**Task goal:** The reply to the records below should contain exactly the lines from the line with "pub struct NextParam" through the line with "diesel::update(users::table.filter(users::id.eq(&account.id)))", and nothing besides.

------------------------------------------------

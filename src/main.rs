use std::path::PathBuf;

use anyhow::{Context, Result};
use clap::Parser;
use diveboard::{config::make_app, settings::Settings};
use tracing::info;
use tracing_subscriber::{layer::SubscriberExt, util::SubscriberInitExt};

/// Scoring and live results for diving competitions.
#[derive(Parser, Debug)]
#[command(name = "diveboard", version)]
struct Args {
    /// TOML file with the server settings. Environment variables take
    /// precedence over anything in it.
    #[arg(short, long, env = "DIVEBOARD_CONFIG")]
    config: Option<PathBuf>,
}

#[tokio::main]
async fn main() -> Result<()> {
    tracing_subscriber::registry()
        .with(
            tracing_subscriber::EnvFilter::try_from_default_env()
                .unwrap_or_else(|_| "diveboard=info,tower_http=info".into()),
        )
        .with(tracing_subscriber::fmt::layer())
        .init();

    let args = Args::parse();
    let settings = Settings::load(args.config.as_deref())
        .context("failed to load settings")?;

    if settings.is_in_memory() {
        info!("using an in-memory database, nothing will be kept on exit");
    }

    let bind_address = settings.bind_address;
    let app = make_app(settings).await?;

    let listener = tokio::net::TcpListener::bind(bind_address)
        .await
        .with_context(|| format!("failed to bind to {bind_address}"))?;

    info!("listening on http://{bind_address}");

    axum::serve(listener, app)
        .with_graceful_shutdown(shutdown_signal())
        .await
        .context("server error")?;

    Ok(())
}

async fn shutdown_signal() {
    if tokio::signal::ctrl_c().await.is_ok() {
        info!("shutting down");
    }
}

------------------------------------------------

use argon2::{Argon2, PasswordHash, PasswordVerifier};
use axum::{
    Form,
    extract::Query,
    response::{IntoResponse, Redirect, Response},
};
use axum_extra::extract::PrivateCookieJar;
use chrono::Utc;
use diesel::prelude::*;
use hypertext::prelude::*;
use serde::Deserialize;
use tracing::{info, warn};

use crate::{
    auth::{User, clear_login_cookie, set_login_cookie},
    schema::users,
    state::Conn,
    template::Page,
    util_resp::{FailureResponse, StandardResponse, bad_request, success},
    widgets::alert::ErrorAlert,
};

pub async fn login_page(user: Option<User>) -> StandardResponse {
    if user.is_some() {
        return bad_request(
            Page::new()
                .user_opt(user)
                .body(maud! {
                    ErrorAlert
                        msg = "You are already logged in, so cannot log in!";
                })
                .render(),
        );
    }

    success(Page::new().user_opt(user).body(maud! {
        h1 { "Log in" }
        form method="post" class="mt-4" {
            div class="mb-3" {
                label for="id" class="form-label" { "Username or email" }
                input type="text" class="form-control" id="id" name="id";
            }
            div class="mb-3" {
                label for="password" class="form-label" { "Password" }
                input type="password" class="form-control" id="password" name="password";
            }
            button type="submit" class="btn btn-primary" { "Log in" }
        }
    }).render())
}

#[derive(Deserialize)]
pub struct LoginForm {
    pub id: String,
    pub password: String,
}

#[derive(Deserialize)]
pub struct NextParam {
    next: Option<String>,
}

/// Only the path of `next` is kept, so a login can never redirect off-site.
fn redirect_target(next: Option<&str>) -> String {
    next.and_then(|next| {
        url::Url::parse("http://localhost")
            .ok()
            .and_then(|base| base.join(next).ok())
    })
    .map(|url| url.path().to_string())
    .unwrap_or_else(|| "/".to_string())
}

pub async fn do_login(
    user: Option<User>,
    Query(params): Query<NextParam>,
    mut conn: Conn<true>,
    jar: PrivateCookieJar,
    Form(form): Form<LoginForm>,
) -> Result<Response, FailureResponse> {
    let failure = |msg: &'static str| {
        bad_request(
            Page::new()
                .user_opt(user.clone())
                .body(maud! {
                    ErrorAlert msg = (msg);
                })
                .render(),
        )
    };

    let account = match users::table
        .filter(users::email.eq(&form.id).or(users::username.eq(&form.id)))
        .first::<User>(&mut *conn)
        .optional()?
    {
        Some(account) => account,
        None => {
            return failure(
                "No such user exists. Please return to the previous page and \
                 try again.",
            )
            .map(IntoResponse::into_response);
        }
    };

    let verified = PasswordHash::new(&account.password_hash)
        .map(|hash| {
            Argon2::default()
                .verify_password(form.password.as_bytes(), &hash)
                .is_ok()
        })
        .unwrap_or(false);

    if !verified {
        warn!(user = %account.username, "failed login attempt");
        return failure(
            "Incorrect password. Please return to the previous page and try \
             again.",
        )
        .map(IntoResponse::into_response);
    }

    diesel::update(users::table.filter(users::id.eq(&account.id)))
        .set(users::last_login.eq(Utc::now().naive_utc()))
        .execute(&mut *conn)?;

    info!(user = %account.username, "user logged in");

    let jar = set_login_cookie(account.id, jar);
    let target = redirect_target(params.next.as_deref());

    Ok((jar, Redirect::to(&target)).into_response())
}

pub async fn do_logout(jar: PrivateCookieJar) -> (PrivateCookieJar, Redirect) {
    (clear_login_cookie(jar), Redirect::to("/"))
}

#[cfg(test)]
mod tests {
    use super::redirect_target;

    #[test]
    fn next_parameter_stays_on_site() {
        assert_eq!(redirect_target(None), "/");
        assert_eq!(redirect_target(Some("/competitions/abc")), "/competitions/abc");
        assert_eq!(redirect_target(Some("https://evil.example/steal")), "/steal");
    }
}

------------------------------------------------

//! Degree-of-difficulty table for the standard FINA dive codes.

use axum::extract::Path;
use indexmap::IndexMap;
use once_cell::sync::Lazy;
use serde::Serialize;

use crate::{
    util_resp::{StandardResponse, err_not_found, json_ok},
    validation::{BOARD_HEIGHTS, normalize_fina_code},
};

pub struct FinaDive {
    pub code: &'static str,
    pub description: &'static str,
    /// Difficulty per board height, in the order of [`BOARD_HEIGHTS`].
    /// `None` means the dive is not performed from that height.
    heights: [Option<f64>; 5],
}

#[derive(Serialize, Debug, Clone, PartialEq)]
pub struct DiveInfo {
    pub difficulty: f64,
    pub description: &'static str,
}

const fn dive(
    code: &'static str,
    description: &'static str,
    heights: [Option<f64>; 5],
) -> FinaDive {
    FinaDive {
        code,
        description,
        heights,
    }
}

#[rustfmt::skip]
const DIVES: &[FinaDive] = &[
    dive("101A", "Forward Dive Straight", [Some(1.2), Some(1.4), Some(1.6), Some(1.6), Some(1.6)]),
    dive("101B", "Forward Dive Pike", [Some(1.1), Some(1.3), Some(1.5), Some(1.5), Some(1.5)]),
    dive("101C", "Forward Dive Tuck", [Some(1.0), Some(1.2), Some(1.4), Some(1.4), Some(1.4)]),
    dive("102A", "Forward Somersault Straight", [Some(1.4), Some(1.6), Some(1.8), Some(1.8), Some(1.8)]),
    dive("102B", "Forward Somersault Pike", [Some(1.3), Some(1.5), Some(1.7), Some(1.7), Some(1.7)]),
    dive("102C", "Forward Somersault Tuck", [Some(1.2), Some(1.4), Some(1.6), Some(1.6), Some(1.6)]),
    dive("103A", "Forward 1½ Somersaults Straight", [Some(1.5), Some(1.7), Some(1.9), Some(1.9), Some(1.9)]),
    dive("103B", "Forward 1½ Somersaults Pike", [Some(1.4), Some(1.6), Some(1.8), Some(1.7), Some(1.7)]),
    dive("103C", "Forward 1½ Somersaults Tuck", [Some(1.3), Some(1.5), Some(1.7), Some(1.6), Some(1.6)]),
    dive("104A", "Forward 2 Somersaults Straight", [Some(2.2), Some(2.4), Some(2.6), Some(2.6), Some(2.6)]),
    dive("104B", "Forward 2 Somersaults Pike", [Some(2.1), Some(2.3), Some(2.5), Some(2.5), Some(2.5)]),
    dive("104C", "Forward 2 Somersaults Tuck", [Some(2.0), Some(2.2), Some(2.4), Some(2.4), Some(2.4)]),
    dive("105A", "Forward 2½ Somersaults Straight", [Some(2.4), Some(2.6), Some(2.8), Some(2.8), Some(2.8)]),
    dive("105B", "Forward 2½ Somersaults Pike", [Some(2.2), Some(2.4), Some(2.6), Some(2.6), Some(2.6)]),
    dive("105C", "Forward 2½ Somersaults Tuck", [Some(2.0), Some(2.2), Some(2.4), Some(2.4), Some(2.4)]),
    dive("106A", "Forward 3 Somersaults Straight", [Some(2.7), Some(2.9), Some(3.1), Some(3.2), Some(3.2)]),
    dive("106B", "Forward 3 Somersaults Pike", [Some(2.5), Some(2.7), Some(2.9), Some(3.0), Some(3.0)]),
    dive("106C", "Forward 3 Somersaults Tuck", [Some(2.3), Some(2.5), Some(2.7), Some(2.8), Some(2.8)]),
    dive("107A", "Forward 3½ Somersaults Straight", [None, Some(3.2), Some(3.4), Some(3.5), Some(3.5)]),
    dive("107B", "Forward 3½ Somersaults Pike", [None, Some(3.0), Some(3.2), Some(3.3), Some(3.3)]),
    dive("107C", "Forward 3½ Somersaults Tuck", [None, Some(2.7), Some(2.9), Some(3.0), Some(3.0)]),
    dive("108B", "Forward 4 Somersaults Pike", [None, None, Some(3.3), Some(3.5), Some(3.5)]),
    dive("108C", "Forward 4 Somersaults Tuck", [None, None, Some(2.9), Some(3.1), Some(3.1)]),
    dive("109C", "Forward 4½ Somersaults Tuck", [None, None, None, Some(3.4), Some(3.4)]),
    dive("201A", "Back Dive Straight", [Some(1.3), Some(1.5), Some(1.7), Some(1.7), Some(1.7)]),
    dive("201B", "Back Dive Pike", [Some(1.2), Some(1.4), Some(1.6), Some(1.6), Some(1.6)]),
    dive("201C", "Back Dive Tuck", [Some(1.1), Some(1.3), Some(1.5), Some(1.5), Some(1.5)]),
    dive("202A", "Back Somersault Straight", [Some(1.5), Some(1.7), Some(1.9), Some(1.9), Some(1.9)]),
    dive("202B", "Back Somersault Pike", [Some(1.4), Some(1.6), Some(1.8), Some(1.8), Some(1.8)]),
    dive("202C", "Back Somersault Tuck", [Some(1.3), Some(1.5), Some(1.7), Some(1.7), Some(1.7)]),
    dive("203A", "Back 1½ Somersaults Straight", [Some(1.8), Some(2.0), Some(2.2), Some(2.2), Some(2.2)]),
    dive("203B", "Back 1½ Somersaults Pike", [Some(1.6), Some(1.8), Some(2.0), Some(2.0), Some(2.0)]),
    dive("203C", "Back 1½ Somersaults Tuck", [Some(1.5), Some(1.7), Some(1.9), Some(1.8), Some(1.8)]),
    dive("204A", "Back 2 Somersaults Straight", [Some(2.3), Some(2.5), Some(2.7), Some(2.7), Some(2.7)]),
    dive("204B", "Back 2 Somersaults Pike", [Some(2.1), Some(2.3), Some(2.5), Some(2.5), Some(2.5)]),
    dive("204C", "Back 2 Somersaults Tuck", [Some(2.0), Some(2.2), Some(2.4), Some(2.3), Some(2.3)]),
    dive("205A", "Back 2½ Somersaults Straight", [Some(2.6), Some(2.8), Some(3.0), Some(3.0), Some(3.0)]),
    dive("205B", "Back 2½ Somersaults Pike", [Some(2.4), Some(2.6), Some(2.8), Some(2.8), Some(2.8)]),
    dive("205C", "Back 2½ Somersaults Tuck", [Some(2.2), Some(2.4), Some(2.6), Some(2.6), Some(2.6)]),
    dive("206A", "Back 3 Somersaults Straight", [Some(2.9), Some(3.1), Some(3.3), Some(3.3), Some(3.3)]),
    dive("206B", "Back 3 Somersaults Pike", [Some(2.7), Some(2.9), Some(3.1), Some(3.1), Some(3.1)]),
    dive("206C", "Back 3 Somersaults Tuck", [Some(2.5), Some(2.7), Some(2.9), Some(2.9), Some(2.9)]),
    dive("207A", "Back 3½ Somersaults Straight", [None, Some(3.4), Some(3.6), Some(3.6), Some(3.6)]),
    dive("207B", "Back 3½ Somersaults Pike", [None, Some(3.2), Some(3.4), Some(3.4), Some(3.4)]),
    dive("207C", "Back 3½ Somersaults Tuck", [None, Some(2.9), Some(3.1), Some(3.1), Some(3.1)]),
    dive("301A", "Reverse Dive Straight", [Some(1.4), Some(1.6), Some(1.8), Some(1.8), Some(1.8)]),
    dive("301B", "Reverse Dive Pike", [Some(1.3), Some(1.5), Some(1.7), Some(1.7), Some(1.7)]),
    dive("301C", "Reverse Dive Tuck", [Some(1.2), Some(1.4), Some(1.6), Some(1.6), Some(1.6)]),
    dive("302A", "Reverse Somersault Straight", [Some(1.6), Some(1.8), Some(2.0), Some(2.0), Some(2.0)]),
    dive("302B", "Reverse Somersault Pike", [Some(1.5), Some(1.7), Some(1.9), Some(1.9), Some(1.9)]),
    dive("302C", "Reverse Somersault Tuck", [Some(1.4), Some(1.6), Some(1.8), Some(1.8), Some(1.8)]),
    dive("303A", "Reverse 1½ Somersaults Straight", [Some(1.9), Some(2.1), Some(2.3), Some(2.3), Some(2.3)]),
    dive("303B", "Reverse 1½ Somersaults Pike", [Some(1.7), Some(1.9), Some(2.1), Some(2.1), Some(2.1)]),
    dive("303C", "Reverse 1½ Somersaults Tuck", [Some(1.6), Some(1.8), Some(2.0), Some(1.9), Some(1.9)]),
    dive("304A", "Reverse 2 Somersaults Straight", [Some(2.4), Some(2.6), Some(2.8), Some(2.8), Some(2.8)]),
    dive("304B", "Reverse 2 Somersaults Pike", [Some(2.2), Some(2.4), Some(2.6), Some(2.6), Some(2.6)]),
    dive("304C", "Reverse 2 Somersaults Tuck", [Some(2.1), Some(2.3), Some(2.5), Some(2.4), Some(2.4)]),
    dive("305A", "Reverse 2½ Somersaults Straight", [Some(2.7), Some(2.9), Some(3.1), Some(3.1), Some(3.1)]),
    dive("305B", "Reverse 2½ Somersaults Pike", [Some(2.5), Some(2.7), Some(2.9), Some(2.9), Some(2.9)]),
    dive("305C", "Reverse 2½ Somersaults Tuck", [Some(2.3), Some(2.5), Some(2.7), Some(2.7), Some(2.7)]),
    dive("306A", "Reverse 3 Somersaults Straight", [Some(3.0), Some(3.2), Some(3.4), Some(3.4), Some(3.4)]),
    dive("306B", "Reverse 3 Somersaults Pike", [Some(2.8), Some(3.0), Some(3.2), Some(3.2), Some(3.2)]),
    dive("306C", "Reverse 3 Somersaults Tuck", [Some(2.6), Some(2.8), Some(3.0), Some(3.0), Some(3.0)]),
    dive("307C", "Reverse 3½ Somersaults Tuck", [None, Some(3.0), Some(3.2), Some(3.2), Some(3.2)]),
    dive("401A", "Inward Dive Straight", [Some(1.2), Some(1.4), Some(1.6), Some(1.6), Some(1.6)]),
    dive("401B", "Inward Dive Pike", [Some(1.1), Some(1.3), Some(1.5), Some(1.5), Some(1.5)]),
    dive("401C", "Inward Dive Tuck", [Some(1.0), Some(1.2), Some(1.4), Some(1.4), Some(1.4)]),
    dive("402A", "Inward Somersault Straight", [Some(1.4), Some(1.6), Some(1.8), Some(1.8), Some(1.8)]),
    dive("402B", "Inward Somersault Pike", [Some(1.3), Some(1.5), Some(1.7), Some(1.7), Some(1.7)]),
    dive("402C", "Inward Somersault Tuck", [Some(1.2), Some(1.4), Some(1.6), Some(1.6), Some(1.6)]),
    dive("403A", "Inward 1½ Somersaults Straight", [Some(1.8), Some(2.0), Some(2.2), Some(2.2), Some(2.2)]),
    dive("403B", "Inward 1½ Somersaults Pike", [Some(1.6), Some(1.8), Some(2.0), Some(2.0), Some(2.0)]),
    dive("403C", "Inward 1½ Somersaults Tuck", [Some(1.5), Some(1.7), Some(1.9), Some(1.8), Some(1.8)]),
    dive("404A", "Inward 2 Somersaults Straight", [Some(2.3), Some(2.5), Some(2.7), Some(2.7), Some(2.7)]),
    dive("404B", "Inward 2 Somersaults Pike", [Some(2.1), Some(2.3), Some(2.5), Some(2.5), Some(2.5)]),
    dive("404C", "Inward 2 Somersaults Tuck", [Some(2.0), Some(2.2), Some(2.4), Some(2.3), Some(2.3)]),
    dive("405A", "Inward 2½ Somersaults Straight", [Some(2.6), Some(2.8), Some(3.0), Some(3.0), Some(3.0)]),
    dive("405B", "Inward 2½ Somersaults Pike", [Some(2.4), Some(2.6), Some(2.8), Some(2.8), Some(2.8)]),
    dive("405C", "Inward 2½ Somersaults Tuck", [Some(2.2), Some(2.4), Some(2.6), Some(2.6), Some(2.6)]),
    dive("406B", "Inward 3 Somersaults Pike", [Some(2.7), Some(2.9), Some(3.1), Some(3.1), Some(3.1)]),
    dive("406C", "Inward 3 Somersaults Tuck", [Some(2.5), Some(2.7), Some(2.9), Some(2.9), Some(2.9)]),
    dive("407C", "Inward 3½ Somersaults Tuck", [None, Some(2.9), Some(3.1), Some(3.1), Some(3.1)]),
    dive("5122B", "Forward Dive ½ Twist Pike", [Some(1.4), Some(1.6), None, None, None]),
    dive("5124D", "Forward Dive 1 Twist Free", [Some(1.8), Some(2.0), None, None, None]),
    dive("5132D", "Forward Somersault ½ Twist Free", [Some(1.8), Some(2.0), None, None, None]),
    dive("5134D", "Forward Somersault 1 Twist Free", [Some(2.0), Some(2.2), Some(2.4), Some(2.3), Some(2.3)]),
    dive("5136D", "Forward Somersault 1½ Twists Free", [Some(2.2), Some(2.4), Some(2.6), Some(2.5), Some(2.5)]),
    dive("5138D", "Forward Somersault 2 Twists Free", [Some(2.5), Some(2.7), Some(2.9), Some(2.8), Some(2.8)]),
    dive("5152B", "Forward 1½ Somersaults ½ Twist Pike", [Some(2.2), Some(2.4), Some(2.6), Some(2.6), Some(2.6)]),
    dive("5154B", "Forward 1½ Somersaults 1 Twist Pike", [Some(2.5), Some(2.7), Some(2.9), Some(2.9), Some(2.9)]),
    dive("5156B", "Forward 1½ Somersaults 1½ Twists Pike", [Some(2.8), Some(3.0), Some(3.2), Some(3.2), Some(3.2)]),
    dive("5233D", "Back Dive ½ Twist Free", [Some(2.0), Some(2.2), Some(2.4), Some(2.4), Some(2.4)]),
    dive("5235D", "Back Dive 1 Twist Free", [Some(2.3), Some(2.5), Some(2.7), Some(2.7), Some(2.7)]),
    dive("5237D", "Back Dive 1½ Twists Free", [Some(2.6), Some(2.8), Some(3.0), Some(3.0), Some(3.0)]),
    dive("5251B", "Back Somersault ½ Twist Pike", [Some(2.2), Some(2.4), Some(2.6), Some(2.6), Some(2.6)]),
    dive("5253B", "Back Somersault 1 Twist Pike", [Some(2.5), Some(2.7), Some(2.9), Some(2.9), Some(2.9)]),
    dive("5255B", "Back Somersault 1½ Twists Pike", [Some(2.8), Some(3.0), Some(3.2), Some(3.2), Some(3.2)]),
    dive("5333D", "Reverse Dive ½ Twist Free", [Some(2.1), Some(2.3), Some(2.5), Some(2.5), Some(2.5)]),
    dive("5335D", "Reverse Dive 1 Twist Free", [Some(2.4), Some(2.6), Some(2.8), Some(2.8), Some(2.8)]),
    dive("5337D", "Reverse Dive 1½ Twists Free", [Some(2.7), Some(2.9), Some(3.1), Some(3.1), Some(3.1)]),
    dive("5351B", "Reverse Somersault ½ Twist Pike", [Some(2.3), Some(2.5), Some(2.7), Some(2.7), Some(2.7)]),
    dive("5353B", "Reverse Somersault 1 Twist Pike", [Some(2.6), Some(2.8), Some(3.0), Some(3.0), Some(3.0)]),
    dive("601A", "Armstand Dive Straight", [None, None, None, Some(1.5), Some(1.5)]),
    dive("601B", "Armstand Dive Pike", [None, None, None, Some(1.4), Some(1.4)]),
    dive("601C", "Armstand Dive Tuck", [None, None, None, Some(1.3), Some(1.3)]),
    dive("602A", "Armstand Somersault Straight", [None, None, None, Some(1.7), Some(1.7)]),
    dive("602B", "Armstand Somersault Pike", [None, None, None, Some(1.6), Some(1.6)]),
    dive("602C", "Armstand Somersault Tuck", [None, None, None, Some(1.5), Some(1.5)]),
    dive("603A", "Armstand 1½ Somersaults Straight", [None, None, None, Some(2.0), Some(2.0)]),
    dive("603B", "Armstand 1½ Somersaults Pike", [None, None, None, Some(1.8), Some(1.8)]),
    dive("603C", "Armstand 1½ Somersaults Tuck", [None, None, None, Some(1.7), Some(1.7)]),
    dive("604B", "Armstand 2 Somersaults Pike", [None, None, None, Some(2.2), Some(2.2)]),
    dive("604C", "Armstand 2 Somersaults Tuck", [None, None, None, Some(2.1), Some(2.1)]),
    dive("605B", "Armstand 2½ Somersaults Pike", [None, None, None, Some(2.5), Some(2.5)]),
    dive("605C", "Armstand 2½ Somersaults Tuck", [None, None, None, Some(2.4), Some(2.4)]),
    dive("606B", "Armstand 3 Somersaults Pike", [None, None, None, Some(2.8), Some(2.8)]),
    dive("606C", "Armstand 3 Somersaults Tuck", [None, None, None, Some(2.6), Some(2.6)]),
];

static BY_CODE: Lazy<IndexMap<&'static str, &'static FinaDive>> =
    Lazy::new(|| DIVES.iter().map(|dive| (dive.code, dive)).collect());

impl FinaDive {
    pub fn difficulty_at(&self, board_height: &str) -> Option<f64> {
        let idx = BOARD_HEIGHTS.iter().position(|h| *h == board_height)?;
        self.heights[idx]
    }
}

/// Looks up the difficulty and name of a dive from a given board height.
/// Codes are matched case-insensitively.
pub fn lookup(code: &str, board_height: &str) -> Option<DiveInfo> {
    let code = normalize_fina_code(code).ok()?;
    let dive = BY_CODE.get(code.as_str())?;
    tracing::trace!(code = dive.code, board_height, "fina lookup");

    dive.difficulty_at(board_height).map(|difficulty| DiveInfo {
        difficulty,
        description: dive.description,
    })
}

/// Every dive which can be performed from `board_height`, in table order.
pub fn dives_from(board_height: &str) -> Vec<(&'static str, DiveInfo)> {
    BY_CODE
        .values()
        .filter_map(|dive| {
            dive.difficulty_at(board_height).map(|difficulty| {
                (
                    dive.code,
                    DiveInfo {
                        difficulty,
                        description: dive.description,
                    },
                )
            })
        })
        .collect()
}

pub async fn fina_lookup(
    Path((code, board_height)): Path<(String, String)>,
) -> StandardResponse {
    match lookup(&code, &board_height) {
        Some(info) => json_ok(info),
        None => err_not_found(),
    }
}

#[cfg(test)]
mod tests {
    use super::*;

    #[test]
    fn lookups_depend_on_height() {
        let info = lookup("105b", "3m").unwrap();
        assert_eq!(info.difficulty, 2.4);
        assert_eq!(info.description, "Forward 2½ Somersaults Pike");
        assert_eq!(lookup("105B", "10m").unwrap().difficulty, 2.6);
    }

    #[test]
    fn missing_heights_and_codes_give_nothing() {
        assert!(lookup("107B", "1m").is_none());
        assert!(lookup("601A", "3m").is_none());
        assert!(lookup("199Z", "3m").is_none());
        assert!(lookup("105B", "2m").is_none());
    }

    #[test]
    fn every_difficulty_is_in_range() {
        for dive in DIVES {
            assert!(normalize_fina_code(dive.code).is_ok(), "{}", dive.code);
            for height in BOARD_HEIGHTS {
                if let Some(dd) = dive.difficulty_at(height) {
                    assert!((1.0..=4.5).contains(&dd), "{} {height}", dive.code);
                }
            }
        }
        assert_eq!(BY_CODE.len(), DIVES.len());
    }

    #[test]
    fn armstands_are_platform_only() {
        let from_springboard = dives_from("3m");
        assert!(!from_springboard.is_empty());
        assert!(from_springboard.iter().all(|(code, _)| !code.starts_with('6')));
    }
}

------------------------------------------------

**Exercise output:**
pub struct NextParam {
    next: Option<String>,
}

/// Only the path of `next` is kept, so a login can never redirect off-site.
fn redirect_target(next: Option<&str>) -> String {
    next.and_then(|next| {
        url::Url::parse("http://localhost")
            .ok()
            .and_then(|base| base.join(next).ok())
    })
    .map(|url| url.path().to_string())
    .unwrap_or_else(|| "/".to_string())
}

pub async fn do_login(
    user: Option<User>,
    Query(params): Query<NextParam>,
    mut conn: Conn<true>,
    jar: PrivateCookieJar,
    Form(form): Form<LoginForm>,
) -> Result<Response, FailureResponse> {
    let failure = |msg: &'static str| {
        bad_request(
            Page::new()
                .user_opt(user.clone())
                .body(maud! {
                    ErrorAlert msg = (msg);
                })
                .render(),
        )
    };

    let account = match users::table
        .filter(users::email.eq(&form.id).or(users::username.eq(&form.id)))
        .first::<User>(&mut *conn)
        .optional()?
    {
        Some(account) => account,
        None => {
            return failure(
                "No such user exists. Please return to the previous page and \
                 try again.",
            )
            .map(IntoResponse::into_response);
        }
    };

    let verified = PasswordHash::new(&account.password_hash)
        .map(|hash| {
            Argon2::default()
                .verify_password(form.password.as_bytes(), &hash)
                .is_ok()
        })
        .unwrap_or(false);

    if !verified {
        warn!(user = %account.username, "failed login attempt");
        return failure(
            "Incorrect password. Please return to the previous page and try \
             again.",
        )
        .map(IntoResponse::into_response);
    }

    diesel::update(users::table.filter(users::id.eq(&account.id)))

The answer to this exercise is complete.